Este lacón asado lo hice para una comida con unos amigos, con muy poco trabajo y estaba delicioso. Además se puede comer frío con lo que nos permite hacerlo con un poco de antelación. Y con lo que sobra, loncheamos, lo envasamos al vacío y lo congelamos que luego nos harán unos sandwich para las cenas estupendos.
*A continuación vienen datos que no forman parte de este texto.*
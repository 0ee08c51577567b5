//! Configuration file loading and validation.

use crate::error::ConfigError;
use crate::types::SpireConfig;
use std::path::Path;

/// File name of the project configuration.
pub const CONFIG_FILE: &str = "spire.toml";

/// Loads and validates a `spire.toml` configuration from a project directory.
///
/// Reads `<project_dir>/spire.toml`, parses it, and validates required fields.
pub fn load_config(project_dir: &Path) -> Result<SpireConfig, ConfigError> {
    let config_path = project_dir.join(CONFIG_FILE);
    let content = std::fs::read_to_string(&config_path)?;
    load_config_from_str(&content)
}

/// Parses and validates a `spire.toml` configuration from a string.
pub fn load_config_from_str(content: &str) -> Result<SpireConfig, ConfigError> {
    let config: SpireConfig =
        toml::from_str(content).map_err(|e| ConfigError::ParseError(e.to_string()))?;
    validate_config(&config)?;
    Ok(config)
}

/// Validates that required fields are present and configuration values are consistent.
fn validate_config(config: &SpireConfig) -> Result<(), ConfigError> {
    if config.paths.input.is_empty() {
        return Err(ConfigError::MissingField("paths.input".to_string()));
    }
    if config.paths.output.is_empty() {
        return Err(ConfigError::MissingField("paths.output".to_string()));
    }
    if config.paths.input == config.paths.output {
        return Err(ConfigError::ValidationError(
            "paths.input and paths.output must differ".to_string(),
        ));
    }
    if config.toolchain.include_notice.trim().is_empty() {
        return Err(ConfigError::ValidationError(
            "toolchain.include_notice must not be empty".to_string(),
        ));
    }
    if config.toolchain.timeout_secs == Some(0) {
        return Err(ConfigError::ValidationError(
            "toolchain.timeout_secs must be positive".to_string(),
        ));
    }
    Ok(())
}

#[cfg(test)]
mod tests {
    use super::*;
    use spire_cache::MissingManifestPolicy;

    #[test]
    fn parse_minimal_config() {
        let toml = r#"
[paths]
input = "shaders"
output = "build/shaders"
"#;
        let config = load_config_from_str(toml).unwrap();
        assert_eq!(config.paths.input, "shaders");
        assert_eq!(config.paths.output, "build/shaders");
        assert!(config.paths.include.is_empty());
    }

    #[test]
    fn parse_full_config() {
        let toml = r#"
[paths]
input = "shaders"
output = "build/shaders"
include = ["extern", "third_party/ffx"]

[toolchain]
sdk = "/opt/vulkan"
slangc = "tools/slangc"
profile = "spirv_1_6"
target_env = "vulkan1.2"
debug_info = false
include_notice = "dependency"
timeout_secs = 120

[build]
jobs = 4
missing_manifest = "assume-fresh"
"#;
        let config = load_config_from_str(toml).unwrap();
        assert_eq!(config.paths.include, vec!["extern", "third_party/ffx"]);
        assert_eq!(config.toolchain.sdk.as_deref(), Some("/opt/vulkan"));
        assert_eq!(config.toolchain.slangc.as_deref(), Some("tools/slangc"));
        assert_eq!(config.toolchain.glslang, None);
        assert_eq!(config.toolchain.profile, "spirv_1_6");
        assert_eq!(config.toolchain.target_env, "vulkan1.2");
        assert!(!config.toolchain.debug_info);
        assert_eq!(config.toolchain.include_notice, "dependency");
        assert_eq!(config.toolchain.timeout_secs, Some(120));
        assert_eq!(config.build.jobs, 4);
        assert_eq!(
            config.build.missing_manifest,
            MissingManifestPolicy::AssumeFresh
        );
    }

    #[test]
    fn default_values() {
        let toml = r#"
[paths]
input = "shaders"
output = "out"
"#;
        let config = load_config_from_str(toml).unwrap();
        assert_eq!(config.toolchain.profile, "glsl_460");
        assert_eq!(config.toolchain.target_env, "vulkan1.3");
        assert!(config.toolchain.debug_info);
        assert_eq!(config.toolchain.include_notice, "include");
        assert_eq!(config.toolchain.timeout_secs, None);
        assert_eq!(config.build.jobs, 0);
        assert_eq!(config.build.missing_manifest, MissingManifestPolicy::Rebuild);
    }

    #[test]
    fn partial_toolchain_table_keeps_defaults() {
        let toml = r#"
[paths]
input = "shaders"
output = "out"

[toolchain]
debug_info = false
"#;
        let config = load_config_from_str(toml).unwrap();
        assert!(!config.toolchain.debug_info);
        assert_eq!(config.toolchain.profile, "glsl_460");
    }

    #[test]
    fn include_accepts_single_string() {
        let toml = r#"
[paths]
input = "shaders"
output = "out"
include = "extern"
"#;
        let config = load_config_from_str(toml).unwrap();
        assert_eq!(config.paths.include, vec!["extern"]);
    }

    #[test]
    fn missing_input_errors() {
        let toml = r#"
[paths]
input = ""
output = "out"
"#;
        let err = load_config_from_str(toml).unwrap_err();
        assert!(matches!(err, ConfigError::MissingField(f) if f == "paths.input"));
    }

    #[test]
    fn missing_paths_table_errors() {
        let err = load_config_from_str("[build]\njobs = 2\n").unwrap_err();
        assert!(matches!(err, ConfigError::ParseError(_)));
    }

    #[test]
    fn same_input_and_output_errors() {
        let toml = r#"
[paths]
input = "shaders"
output = "shaders"
"#;
        let err = load_config_from_str(toml).unwrap_err();
        assert!(matches!(err, ConfigError::ValidationError(_)));
    }

    #[test]
    fn zero_timeout_errors() {
        let toml = r#"
[paths]
input = "shaders"
output = "out"

[toolchain]
timeout_secs = 0
"#;
        let err = load_config_from_str(toml).unwrap_err();
        assert!(matches!(err, ConfigError::ValidationError(_)));
    }

    #[test]
    fn unknown_policy_errors() {
        let toml = r#"
[paths]
input = "shaders"
output = "out"

[build]
missing_manifest = "sometimes"
"#;
        let err = load_config_from_str(toml).unwrap_err();
        assert!(matches!(err, ConfigError::ParseError(_)));
    }

    #[test]
    fn invalid_toml_errors() {
        let toml = "this is not valid toml {{{}}}";
        let err = load_config_from_str(toml).unwrap_err();
        assert!(matches!(err, ConfigError::ParseError(_)));
    }

    #[test]
    fn load_from_directory() {
        let dir = tempfile::tempdir().unwrap();
        std::fs::write(
            dir.path().join(CONFIG_FILE),
            "[paths]\ninput = \"shaders\"\noutput = \"out\"\n",
        )
        .unwrap();
        let config = load_config(dir.path()).unwrap();
        assert_eq!(config.paths.input, "shaders");
    }

    #[test]
    fn io_error_from_nonexistent_dir() {
        let err = load_config(Path::new("/nonexistent/dir")).unwrap_err();
        assert!(matches!(err, ConfigError::IoError(_)));
    }
}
Lo acompañé de unas patatas al horno y unas ensaladas diferentes.

Os cuento como hacerlo.

Ingredientes.

Para adobar el lacón.

  • Un lacón ibérico deshuesado ( unos 3,5 kg)
  • zumo de una naranja
  • mostaza
  • laurel
  • pimentón
  • oregano
  • tomillo
  • romero
  • nuez moscada
  • un poco de vinagre de módena.
  • aove
  • sal
  • pimienta de Jamaica
  • manzana troceada

Para las patatas

  • patatas nuevas con piel
  • sal
  • aove
  • romero
  • cilantro en grano

Elaboración paso a paso.

Uno o dos días antes (en invierno lo adobo dos días antes, pero en verano sólo uno) adobamos el lacón con todos los ingredientes. Le hacemos unos cortes y lo untamos bien y lo tapamos con film. Lo dejamos en la nevera o en un lugar fresco para que macere.

Al día siguiente por la mañana, encendemos el horno a 120ºC y preparamos el lacón. Lo meché con unas agujas especiales que se clavan en la carne y llevan las aromáticas o trozos de tocino y luego lo van soltando en la cocción. Le puse un poco de salsa y especias del adobo en una y unos trozos de manzana en la otra y se las clavé.
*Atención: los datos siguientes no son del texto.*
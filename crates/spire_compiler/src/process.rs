//! Child-process backed compiler for `slangc` and `glslangValidator`.

use std::ffi::OsString;
use std::io::Read;
use std::path::{Path, PathBuf};
use std::process::{Child, Command, ExitStatus, Stdio};
use std::thread::{self, JoinHandle};
use std::time::{Duration, Instant};

use spire_common::DEFAULT_ENTRY_POINT;
use spire_source::SourceLanguage;
use tracing::debug;

use crate::discovery::{DependencyDiscovery, IncludeNoticeParser, LineDirectiveParser};
use crate::error::CompileError;
use crate::invocation::{CompileRequest, Compiler, ToolOutput};
use crate::toolchain::ToolchainConfig;

const POLL_INTERVAL: Duration = Duration::from_millis(20);

/// Runs the configured toolchain executables.
#[derive(Debug, Clone)]
pub struct ProcessCompiler {
    toolchain: ToolchainConfig,
    notices: IncludeNoticeParser,
    lines: LineDirectiveParser,
}

impl ProcessCompiler {
    /// Creates a compiler for `toolchain`.
    pub fn new(toolchain: ToolchainConfig) -> Self {
        let notices = IncludeNoticeParser::new(toolchain.include_notice.clone());
        Self {
            toolchain,
            notices,
            lines: LineDirectiveParser,
        }
    }

    /// The toolchain this compiler runs.
    pub fn toolchain(&self) -> &ToolchainConfig {
        &self.toolchain
    }

    /// Builds the command line for a Slang compile or include report.
    pub fn slang_args(&self, request: &CompileRequest<'_>, report_includes: bool) -> Vec<OsString> {
        let mut args: Vec<OsString> = vec![
            request.source.into(),
            "-profile".into(),
            self.toolchain.profile.as_str().into(),
            "-target".into(),
            "spirv".into(),
            "-entry".into(),
            request.entry_point().into(),
        ];
        if let Some(stage) = request.stage() {
            args.push("-stage".into());
            args.push(stage.slang_name().into());
        }
        if self.toolchain.debug_info {
            args.push("-g".into());
        }
        if report_includes {
            args.push("-output-includes".into());
        }
        args.push("-o".into());
        args.push(request.output.into());
        for dir in request.include_paths {
            args.push("-I".into());
            args.push(dir.into());
        }
        for (name, value) in request.defines().iter() {
            args.push("-D".into());
            args.push(format!("{name}={value}").into());
        }
        args
    }

    /// Builds the command line for a GLSL compile, or a preprocess-only run
    /// when reporting includes.
    pub fn glslang_args(
        &self,
        request: &CompileRequest<'_>,
        report_includes: bool,
    ) -> Vec<OsString> {
        let mut args: Vec<OsString> = vec![
            "--target-env".into(),
            self.toolchain.target_env.as_str().into(),
            "-V".into(),
        ];
        if report_includes {
            args.push("-E".into());
        } else if self.toolchain.debug_info {
            args.push("-g".into());
        }
        if let Some(stage) = request.stage() {
            args.push("-S".into());
            args.push(stage.extension().into());
        }
        if request.entry_point() != DEFAULT_ENTRY_POINT {
            args.push("-e".into());
            args.push(request.entry_point().into());
            args.push("--source-entrypoint".into());
            args.push(request.entry_point().into());
        }
        for dir in request.include_paths {
            let mut flag = OsString::from("-I");
            flag.push(dir);
            args.push(flag);
        }
        for (name, value) in request.defines().iter() {
            args.push(format!("-D{name}={value}").into());
        }
        args.push(request.source.into());
        if !report_includes {
            args.push("-o".into());
            args.push(request.output.into());
        }
        args
    }

    fn command(&self, request: &CompileRequest<'_>, report_includes: bool) -> Command {
        let (program, args) = match request.language {
            SourceLanguage::Slang => (&self.toolchain.slangc, self.slang_args(request, report_includes)),
            SourceLanguage::Glsl => (
                &self.toolchain.glslang,
                self.glslang_args(request, report_includes),
            ),
        };
        let mut command = Command::new(program);
        command.args(args);
        command
    }

    /// Runs `command` to completion, killing it if the timeout elapses.
    fn run(&self, mut command: Command) -> Result<ToolOutput, CompileError> {
        let program = PathBuf::from(command.get_program());
        debug!(command = ?command, "running compiler");

        let mut child = command
            .stdin(Stdio::null())
            .stdout(Stdio::piped())
            .stderr(Stdio::piped())
            .spawn()
            .map_err(|source| CompileError::Spawn {
                program: program.clone(),
                source,
            })?;
        let stdout = drain(child.stdout.take());
        let stderr = drain(child.stderr.take());

        let status = match self.toolchain.timeout {
            Some(limit) => wait_with_timeout(&mut child, limit),
            None => child.wait().map(Some),
        }
        .map_err(|source| CompileError::Io {
            path: program.clone(),
            source,
        })?;

        let stdout = stdout.join().unwrap_or_default();
        let diagnostics = stderr.join().unwrap_or_default();
        match status {
            Some(status) => Ok(ToolOutput {
                success: status.success(),
                stdout,
                diagnostics,
            }),
            None => Err(CompileError::TimedOut {
                program,
                seconds: self.toolchain.timeout.map(|t| t.as_secs()).unwrap_or_default(),
            }),
        }
    }
}

impl Compiler for ProcessCompiler {
    fn compile(&self, request: &CompileRequest<'_>) -> Result<ToolOutput, CompileError> {
        self.run(self.command(request, false))
    }

    fn report_includes(&self, request: &CompileRequest<'_>) -> Result<ToolOutput, CompileError> {
        match request.language {
            // slangc insists on producing output; send it to a scratch file.
            SourceLanguage::Slang => {
                let scratch = scratch_output(request.output)?;
                let scratch_request = CompileRequest {
                    output: &scratch,
                    ..*request
                };
                self.run(self.command(&scratch_request, true))
            }
            SourceLanguage::Glsl => self.run(self.command(request, true)),
        }
    }

    fn discovery(&self, language: SourceLanguage) -> &dyn DependencyDiscovery {
        match language {
            SourceLanguage::Slang => &self.notices,
            SourceLanguage::Glsl => &self.lines,
        }
    }
}

/// A temporary path next to `output`, removed when dropped.
fn scratch_output(output: &Path) -> Result<tempfile::TempPath, CompileError> {
    let dir = match output.parent() {
        Some(dir) if !dir.as_os_str().is_empty() => dir,
        _ => Path::new("."),
    };
    tempfile::Builder::new()
        .prefix(".spire-report-")
        .tempfile_in(dir)
        .map(tempfile::NamedTempFile::into_temp_path)
        .map_err(|source| CompileError::Io {
            path: dir.to_path_buf(),
            source,
        })
}

/// Reads a child pipe to the end on a helper thread so the child never
/// blocks on a full pipe.
fn drain<R: Read + Send + 'static>(pipe: Option<R>) -> JoinHandle<String> {
    thread::spawn(move || {
        let mut buf = Vec::new();
        if let Some(mut pipe) = pipe {
            let _ = pipe.read_to_end(&mut buf);
        }
        String::from_utf8_lossy(&buf).into_owned()
    })
}

/// Waits for `child`, returning `None` after killing it at the deadline.
fn wait_with_timeout(child: &mut Child, limit: Duration) -> std::io::Result<Option<ExitStatus>> {
    let deadline = Instant::now() + limit;
    loop {
        if let Some(status) = child.try_wait()? {
            return Ok(Some(status));
        }
        if Instant::now() >= deadline {
            let _ = child.kill();
            let _ = child.wait();
            return Ok(None);
        }
        thread::sleep(POLL_INTERVAL);
    }
}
Lo coloqué encima de una rejilla y esta dispuesta encima de la fuente de hornear (donde estaba la salsa del adobo), le eché salsa por encima y lo metí al horno, donde estuvo 5 horas. Durante este tiempo cada media hora más o menos, le echaba salsa por encima con un cucharón. Yo usé una sonda y para verificar que llegaba a los 85ºC. Pasadas las 5 horas subí el horno a 220ºC para gratinar y tostar la piel y lo dejé unos 10 minutos. Luego lo retiramos y hacemos las patatas.

Estás las tendremos previamente preparadas. Mientras el lacón se hace, las lavamos con a piel y las ponemos a cocer en agua. Cuando se pinchan,pero que aún estén un poco duras las escurrimos y dejamos que enfríen un poco. Las cortamos en gajos y las colocamos en una fuente de horno forrada con papel. Las aliñamos con hierbas, salpimentamos y ponemos un chorro de aove por encima.

Cuando el lacón esté listo y un poco antes de servirlas las metemos en el horno a gratinar unos 15 minutos. No tienen que estar mucho tiempo, sólo gratinarse y tostarse por fuera pues ya estaban cocidas, así que os recomiendo que os toméis el aperitivo cerca para controlar que no se quemen.

Están muy ricas y es una alternativa fantástica a las patatas fritas, tanto por la comodidad a la hora de cocinarlas cómo para evitar las frituras. Además podemos tomarnos el aperitivo mientras las controlamos.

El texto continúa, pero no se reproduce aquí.